Le développement technique des moyens de combat durant la deuxième guerre mondiale devait révéler l'insuffisance du texte de 1929. Seule une interprétation extensive des articles 7
et 9, alinéa 4
, de cette Convention put faire face à la situation créée par l'emploi de l'arme aérienne sur l'ensemble du territoire ennemi (1). C'est pour combler ces lacunes que le Comité international de la Croix-Rouge proposa, à la Conférence d'experts gouvernementaux, de compléter le texte, non seulement par une rédaction plus large de l'article 9, alinéa 4
, mais aussi et surtout par l'introduction de nouvelles dispositions relatives à la protection antiaérienne et aux abris, à la notification de l'emplacement des camps ainsi qu'à leur signalisation.
Alinéa premier. - Situation géographique des lieux d'internement
Cet alinéa contient deux idées bien distinctes, l'une concernant la présence des prisonniers dans des régions exposées au feu et l'autre l'utilisation des prisonniers en guise de bouclier.
La première partie du présent alinéa, et qui concerne la présence de prisonniers dans des régions exposées au feu, doit être rapprochée de l'article 19, alinéa I
, qui exige l'évacuation des prisonniers, dans le plus bref délai possible après la capture, vers des camps situés assez loin de la zone de combat pour être placés hors de danger. Rappelons, cependant, l'article 47, deuxième alinéa
, qui prévoit que « si le front se rapproche d'un camp, les prisonniers de guerre de ce camp ne seront transférés que si leur transport peut s'effectuer dans des conditions suffisantes de sécurité, ou s'ils courent de plus grands risques à rester sur place qu'à être transférés ».
Les termes « à quelque moment que ce soit » donnent à cette disposition un caractère absolu; peu importe qu'une trève ou qu'un armistice ait été conclu : la région occupée par les armes et les troupes des deux partis ne doit pas abriter des prisonniers de guerre; ce terme de « région » doit être interprété dans un sens large et ne saurait être limité au champ d'action des armes se [p.199] trouvant dans un secteur.
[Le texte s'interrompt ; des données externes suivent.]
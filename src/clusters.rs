//! Cluster pruning: locating the centroids nearest to a query, and the k-means pass
//! the data owner runs before upload.

use serde::Serialize;
use serde_json::json;
use tracing::debug;

use crate::error::{RagError, Result};
use crate::fixed_point::{encode_vector, from_fixed_point, to_fixed_point};
use crate::nodes::Identifier;
use crate::records::CentroidRecord;
use crate::session::Session;
use crate::write::ClusterAssignment;

/// Default Lloyd iteration cap for [`kmeans`].
pub const DEFAULT_MAX_ITERATIONS: usize = 100;

#[derive(Serialize)]
struct ReadBody<'a> {
    schema: &'a str,
    filter: serde_json::Value,
}

/// Result of [`ClusterLocator::closest_centroids`].
#[derive(Debug, Clone, PartialEq, Eq)]
pub struct NearestClusters {
    /// Centroids stored on the node.
    pub total: usize,
    /// Labels to keep, nearest first; `None` means search unfiltered.
    pub labels: Option<Vec<u32>>,
}

impl NearestClusters {
    /// No clustering in effect.
    pub fn unfiltered() -> Self {
        Self {
            total: 0,
            labels: None,
        }
    }
}

/// Reads the replicated centroid set from a single node.
#[derive(Debug, Clone, Copy, Default)]
pub struct ClusterLocator {
    node_index: usize,
}

impl ClusterLocator {
    /// Locator reading from party `node_index`.
    pub fn new(node_index: usize) -> Self {
        Self { node_index }
    }

    /// Every centroid stored under the centroid schema.
    pub async fn fetch_centroids(&self, session: &Session) -> Result<Vec<CentroidRecord>> {
        let registry = session.registry();
        let schema_id = registry.require(self.node_index, Identifier::ClustersSchema)?;
        let node = registry
            .get(self.node_index)
            .ok_or_else(|| RagError::Config(format!("no node at index {}", self.node_index)))?;
        let token = session.token(self.node_index)?;
        let body = ReadBody {
            schema: schema_id,
            filter: json!({}),
        };
        session
            .client()
            .post_data(node, &token, "data/read", &body)
            .await
    }

    /// Labels of the `k` centroids nearest to `query`.
    ///
    /// Returns [`NearestClusters::unfiltered`] when `k` is zero or no centroid is stored.
    pub async fn closest_centroids(
        &self,
        session: &Session,
        query: &[f32],
        k: usize,
    ) -> Result<NearestClusters> {
        if k == 0 {
            return Ok(NearestClusters::unfiltered());
        }
        let centroids = self.fetch_centroids(session).await?;
        if centroids.is_empty() {
            debug!("no centroids stored; searching unfiltered");
            return Ok(NearestClusters::unfiltered());
        }
        let total = centroids.len();
        let labels = nearest_labels(&encode_vector(query), &centroids, k)?;
        debug!(total, kept = labels.len(), "selected nearest clusters");
        Ok(NearestClusters {
            total,
            labels: Some(labels),
        })
    }
}

/// Ranks centroids by fixed-point Euclidean distance to `query`; ties go to the lower label.
pub fn nearest_labels(query: &[i64], centroids: &[CentroidRecord], k: usize) -> Result<Vec<u32>> {
    let mut scored = Vec::with_capacity(centroids.len());
    for centroid in centroids {
        if centroid.cluster_centroid.len() != query.len() {
            return Err(RagError::Protocol {
                node: "centroids".into(),
                detail: format!(
                    "centroid {} has {} dimensions, query has {}",
                    centroid.label,
                    centroid.cluster_centroid.len(),
                    query.len()
                ),
            });
        }
        let distance = fixed_point_distance(query, &centroid.cluster_centroid);
        scored.push((distance, centroid.label));
    }
    scored.sort_by(|a, b| a.0.total_cmp(&b.0).then(a.1.cmp(&b.1)));
    Ok(scored.into_iter().take(k).map(|(_, label)| label).collect())
}

fn fixed_point_distance(a: &[i64], b: &[i64]) -> f64 {
    a.iter()
        .zip(b)
        .map(|(x, y)| {
            let d = (x - y) as f64;
            d * d
        })
        .sum::<f64>()
        .sqrt()
}

/// Output of [`kmeans`].
#[derive(Debug, Clone, PartialEq)]
pub struct ClusterModel {
    /// Cluster label per input vector.
    pub labels: Vec<u32>,
    /// Fixed-point centroid per label.
    pub centroids: Vec<Vec<i64>>,
}

impl ClusterModel {
    /// Borrowed view handed to the write pipeline.
    pub fn assignment(&self) -> ClusterAssignment<'_> {
        ClusterAssignment {
            labels: &self.labels,
            centroids: &self.centroids,
        }
    }

    /// Centroids decoded back to floats.
    pub fn float_centroids(&self) -> Vec<Vec<f64>> {
        self.centroids
            .iter()
            .map(|c| c.iter().copied().map(from_fixed_point).collect())
            .collect()
    }
}

/// Lloyd's k-means seeded with the first `k` vectors.
///
/// Deterministic for a given input order. `k` is clamped to the number of vectors.
pub fn kmeans(vectors: &[Vec<f32>], k: usize, max_iterations: usize) -> Result<ClusterModel> {
    if vectors.is_empty() || k == 0 {
        return Err(RagError::Input("k-means needs at least one vector and one cluster".into()));
    }
    let dims = vectors[0].len();
    if vectors.iter().any(|v| v.len() != dims) {
        return Err(RagError::Input("k-means vectors differ in dimension".into()));
    }
    let k = k.min(vectors.len());
    let mut centroids: Vec<Vec<f64>> = vectors[..k]
        .iter()
        .map(|v| v.iter().map(|x| f64::from(*x)).collect())
        .collect();
    let mut labels = vec![0u32; vectors.len()];

    for iteration in 0..max_iterations.max(1) {
        let mut changed = false;
        for (slot, vector) in labels.iter_mut().zip(vectors) {
            let best = nearest(&centroids, vector);
            if *slot != best {
                changed = true;
                *slot = best;
            }
        }

        let mut sums = vec![vec![0f64; dims]; k];
        let mut counts = vec![0usize; k];
        for (label, vector) in labels.iter().zip(vectors) {
            let label = *label as usize;
            counts[label] += 1;
            for (acc, x) in sums[label].iter_mut().zip(vector) {
                *acc += f64::from(*x);
            }
        }
        for ((centroid, sum), count) in centroids.iter_mut().zip(sums).zip(&counts) {
            // empty clusters keep their previous position
            if *count > 0 {
                *centroid = sum.into_iter().map(|s| s / *count as f64).collect();
            }
        }

        if !changed && iteration > 0 {
            debug!(iterations = iteration + 1, "k-means converged");
            break;
        }
    }

    let centroids = centroids
        .into_iter()
        .map(|c| c.into_iter().map(to_fixed_point).collect())
        .collect();
    Ok(ClusterModel { labels, centroids })
}

fn nearest(centroids: &[Vec<f64>], vector: &[f32]) -> u32 {
    let mut best = 0usize;
    let mut best_distance = f64::INFINITY;
    for (index, centroid) in centroids.iter().enumerate() {
        let distance: f64 = centroid
            .iter()
            .zip(vector)
            .map(|(c, x)| {
                let d = c - f64::from(*x);
                d * d
            })
            .sum();
        if distance < best_distance {
            best = index;
            best_distance = distance;
        }
    }
    best as u32
}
L'évacuation sera entreprise non seulement dès la capture (selon l'art. 19
), mais chaque fois qu'un déplacement du front peut replacer les prisonniers dans la zone de combat.
L'interdiction d'utiliser les prisonniers en guise de bouclier conduit à les interner en dehors de tout objectif militaire, mais une distinction s'impose, entre les objectifs militaires proprement dits (concentrations de troupes, champs d'aviation, batteries de DCA, dépôts de munitions, stations de repérage, usines d'armement, industries lourdes, gares de triage, etc.) et les autres centres nerveux d'un pays qui, sans être à caractère essentiellement militaire, concourent forcément, par leur puissance économique, à accroître directement ou indirectement le potentiel de guerre. Or, les prisonniers non employés à la campagne, c'est-à-dire astreints à des travaux industriels, sont forcément concentrés à proximité des agglomérations urbaines qui abritent ces industries (2). En revanche, les prisonniers de guerre ne devraient en aucun cas être internés à proximité des objectifs militaires proprement dits et qui, de ce fait, sont exposés aux bombardements les plus lourds. Cette interprétation est d'ailleurs confirmée par le texte du premier alinéa de l'article 50, lettre b
), qui interdit de faire travailler les prisonniers de guerre dans les industries métallurgiques, mécaniques et chimiques.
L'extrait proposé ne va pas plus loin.